After reading all of your responses to my balance question, I decided to try various suggestions and see what works for me.

I can tell you one thing: mornings do not work.  At least not yet.  My sweet little boy does not cooperate with my well intended plans.  He prefers to wake up every hour or so from midnight until 7 am.  Apparently he is trying to tell me that I must either a) go to bed earlier or b) sleep in later.  Going to bed early is a great idea; however, dear husband does not come home until late.  If I want a few moments of alone time with Ben, I must give up something else.  I choose to give up and early bed time.  A small sacrifice, really.

At this point in my little guy’s life, it is silly to expect so much from myself.   He and I are still figuring each other out.  So, I am no longer sticking to the blogging while napping thing.  At least not exclusively.  Let’s face it–naps are not as scheduled as they once were.  Giving myself little “bloggy breaks” every now and then are okay.  As many of you mentioned, it’s okay for kids to learn to entertain themselves.

As for being present?  I am going to quote from an e-mail my dear friend sent me.

“Somehow, we’ve come to believe that we should enjoy every moment of parenting. A lot of parenting – even cute cuddly babies or adorable toddlers SUCKS. It’s grunt work. It’s exhausting. It’s physical. It’s unending. IT’S WORK.
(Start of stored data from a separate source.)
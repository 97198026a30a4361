//! Epsilon tolerances for box discretization.

use crate::error::{MoeaError, MoeaResult};
use std::hash::{Hash, Hasher};

#[cfg(feature = "serde")]
use serde::{Deserialize, Serialize};

/// Per-objective tolerances that divide objective space into boxes.
///
/// An objective value `f_i` lies in box coordinate `floor(f_i / eps_i)`.
/// When fewer tolerances than objectives are supplied, the last tolerance
/// is reused for every remaining objective: [`get`](Self::get) clamps any
/// index, up to `usize::MAX`, to the last entry.
///
/// Equality and hashing compare the stored values exactly, so `[0.1]` and
/// `[0.1, 0.1]` are different vectors even though they discretize a
/// two-objective space identically.
///
/// # Example
///
/// ```
/// use u_moea::solution::Epsilons;
///
/// let eps = Epsilons::new(vec![0.1, 0.2]).unwrap();
/// assert_eq!(eps.get(0), 0.1);
/// assert_eq!(eps.get(1), 0.2);
/// assert_eq!(eps.get(7), 0.2);
/// assert_eq!(eps.box_index(&[0.25, 0.5, 0.9]), vec![2, 2, 4]);
/// ```
#[derive(Debug, Clone)]
#[cfg_attr(
    feature = "serde",
    derive(Serialize, Deserialize),
    serde(try_from = "Vec<f64>", into = "Vec<f64>")
)]
pub struct Epsilons {
    values: Vec<f64>,
}

impl Epsilons {
    /// Creates an epsilons vector.
    ///
    /// # Errors
    ///
    /// Returns [`MoeaError::EmptyEpsilons`] for an empty vector and
    /// [`MoeaError::InvalidEpsilon`] for any value that is not strictly
    /// positive and finite.
    pub fn new(values: impl Into<Vec<f64>>) -> MoeaResult<Self> {
        let values = values.into();
        if values.is_empty() {
            return Err(MoeaError::EmptyEpsilons);
        }
        if let Some((index, &value)) = values
            .iter()
            .enumerate()
            .find(|(_, v)| !(v.is_finite() && **v > 0.0))
        {
            return Err(MoeaError::InvalidEpsilon { index, value });
        }
        Ok(Self { values })
    }

    /// Creates a single-value vector applied to every objective.
    pub fn uniform(epsilon: f64) -> MoeaResult<Self> {
        Self::new(vec![epsilon])
    }

    /// Tolerance for objective `index`, extended with the last value.
    pub fn get(&self, index: usize) -> f64 {
        self.values[index.min(self.values.len() - 1)]
    }

    /// Number of stored tolerances (before extension).
    pub fn len(&self) -> usize {
        self.values.len()
    }

    /// Always `false`; construction rejects empty vectors.
    pub fn is_empty(&self) -> bool {
        self.values.is_empty()
    }

    /// Stored tolerances.
    pub fn as_slice(&self) -> &[f64] {
        &self.values
    }

    /// Returns `true` if this vector can be applied to `objective_count`
    /// objectives, i.e. it is not wider than the objective vector.
    pub fn fits(&self, objective_count: usize) -> bool {
        self.values.len() <= objective_count
    }

    /// Box coordinate of `value` along objective `index`.
    ///
    /// Saturates at the `i64` range for values far outside any sensible
    /// box grid.
    #[inline]
    pub fn box_coordinate(&self, index: usize, value: f64) -> i64 {
        (value / self.get(index)).floor() as i64
    }

    /// Box index vector of an objective vector.
    pub fn box_index(&self, objectives: &[f64]) -> Vec<i64> {
        objectives
            .iter()
            .enumerate()
            .map(|(i, &v)| self.box_coordinate(i, v))
            .collect()
    }

    /// Sum over objectives of `f_i / eps_i - floor(f_i / eps_i)`: how far the
    /// point sits from the lower corner of its box, in box units.
    pub fn residual(&self, objectives: &[f64]) -> f64 {
        objectives
            .iter()
            .enumerate()
            .map(|(i, &v)| {
                let scaled = v / self.get(i);
                scaled - scaled.floor()
            })
            .sum()
    }
}

impl PartialEq for Epsilons {
    fn eq(&self, other: &Self) -> bool {
        self.values.len() == other.values.len()
            && self
                .values
                .iter()
                .zip(&other.values)
                .all(|(a, b)| a.to_bits() == b.to_bits())
    }
}

impl Eq for Epsilons {}

impl Hash for Epsilons {
    fn hash<H: Hasher>(&self, state: &mut H) {
        self.values.len().hash(state);
        for v in &self.values {
            v.to_bits().hash(state);
        }
    }
}

impl TryFrom<Vec<f64>> for Epsilons {
    type Error = MoeaError;

    fn try_from(values: Vec<f64>) -> MoeaResult<Self> {
        Self::new(values)
    }
}

impl From<Epsilons> for Vec<f64> {
    fn from(epsilons: Epsilons) -> Self {
        epsilons.values
    }
}

#[cfg(test)]
mod tests {
    use super::*;
    use std::collections::hash_map::DefaultHasher;

    fn hash_of(e: &Epsilons) -> u64 {
        let mut h = DefaultHasher::new();
        e.hash(&mut h);
        h.finish()
    }

    fn eps(values: &[f64]) -> Epsilons {
        Epsilons::new(values.to_vec()).unwrap()
    }

    // ---- Construction ----

    #[test]
    fn test_rejects_empty() {
        assert_eq!(Epsilons::new(Vec::new()), Err(MoeaError::EmptyEpsilons));
    }

    #[test]
    fn test_rejects_non_positive_and_non_finite() {
        assert!(matches!(
            Epsilons::new(vec![0.1, 0.0]),
            Err(MoeaError::InvalidEpsilon { index: 1, .. })
        ));
        assert!(Epsilons::new(vec![-0.1]).is_err());
        assert!(Epsilons::new(vec![f64::NAN]).is_err());
        assert!(Epsilons::new(vec![f64::INFINITY]).is_err());
    }

    // ---- Equality / hashing ----

    #[test]
    fn test_equality_by_contents() {
        assert_eq!(eps(&[0.1]), Epsilons::uniform(0.1).unwrap());
        assert_eq!(eps(&[0.1, 0.2]), eps(&[0.1, 0.2]));
        assert_ne!(eps(&[0.1]), eps(&[0.2]));
        assert_ne!(eps(&[0.1, 0.2]), eps(&[0.1, 0.1]));
        assert_ne!(eps(&[0.1, 0.2]), eps(&[0.1, 0.2, 0.2]));
    }

    #[test]
    fn test_hash_by_contents() {
        assert_eq!(hash_of(&eps(&[0.1])), hash_of(&eps(&[0.1])));
        assert_eq!(hash_of(&eps(&[0.1, 0.2])), hash_of(&eps(&[0.1, 0.2])));
        assert_ne!(hash_of(&eps(&[0.1])), hash_of(&eps(&[0.2])));
        assert_ne!(hash_of(&eps(&[0.1, 0.2])), hash_of(&eps(&[0.1, 0.2, 0.2])));
    }

    // ---- Extension ----

    #[test]
    fn test_size() {
        assert_eq!(eps(&[0.1]).len(), 1);
        assert_eq!(eps(&[0.1, 0.2]).len(), 2);
    }

    #[test]
    fn test_last_value_extension() {
        let e = eps(&[0.1, 0.2]);
        assert_eq!(e.get(0), 0.1);
        assert_eq!(e.get(1), 0.2);
        assert_eq!(e.get(2), 0.2);
        assert_eq!(e.get(usize::MAX), 0.2);
    }

    #[test]
    fn test_fits() {
        let e = eps(&[0.1, 0.2]);
        assert!(e.fits(2));
        assert!(e.fits(5));
        assert!(!e.fits(1));
    }

    // ---- Boxes ----

    #[test]
    fn test_box_index_floors() {
        let e = eps(&[1.0]);
        assert_eq!(e.box_index(&[0.5, 10.5]), vec![0, 10]);
        assert_eq!(e.box_index(&[-0.5, 2.0]), vec![-1, 2]);
    }

    #[test]
    fn test_residual() {
        let e = eps(&[1.0]);
        assert_eq!(e.residual(&[0.0, 10.0]), 0.0);
        assert!((e.residual(&[0.5, 10.5]) - 1.0).abs() < 1e-12);
        assert!((e.residual(&[-0.25, 3.0]) - 0.75).abs() < 1e-12);
    }

    #[test]
    fn test_box_coordinate_saturates() {
        let e = eps(&[1e-300]);
        assert_eq!(e.box_coordinate(0, 1e300), i64::MAX);
        assert_eq!(e.box_coordinate(0, -1e300), i64::MIN);
    }
}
It doesn’t mean you don’t love your babies with every breath in your body. It’s just that it’s difficult to DO it – especially when you don’t get a lot of relief – day in and day out.”

Like most people, I put a lot of pressure on myself.  I expect to be the perfect parent, housekeeper, wife, friend, and woman.  Deep down I know this is unrealistic and even maniacal, yet those desires remain.  As I fail and fail pieces of my self-worth break off and shatter.  It seems hopeless,  because it is.

I have a husband who is in school.  He is gone frequently.  And, this will not change.  It will most likely get harder before it gets easier.  The high expectations I have set for myself are impossible.

To break free from this prison of hopeless expectations, I am learning to listen to those promptings that can help guide my actions.  Naturally, this is a tough thing.  It requires that I let go of my pride and humbly accept the help that is being offered from those around me.   “Those” meaning my husband, my friends, the Lord, and all of you.

Today was a rough day.  Little sleep, early morning appointments, and refused naps lowered my spirit.  But, in between the hard parts, there were tender mercies.  A random giggle from Andrew, a sweet kiss from Emily, a thoughtful call from Ben, and some appreciated e-mails added together to remind me that the tense moments are generally small and easily forgotten when I focus on how blessed I really am.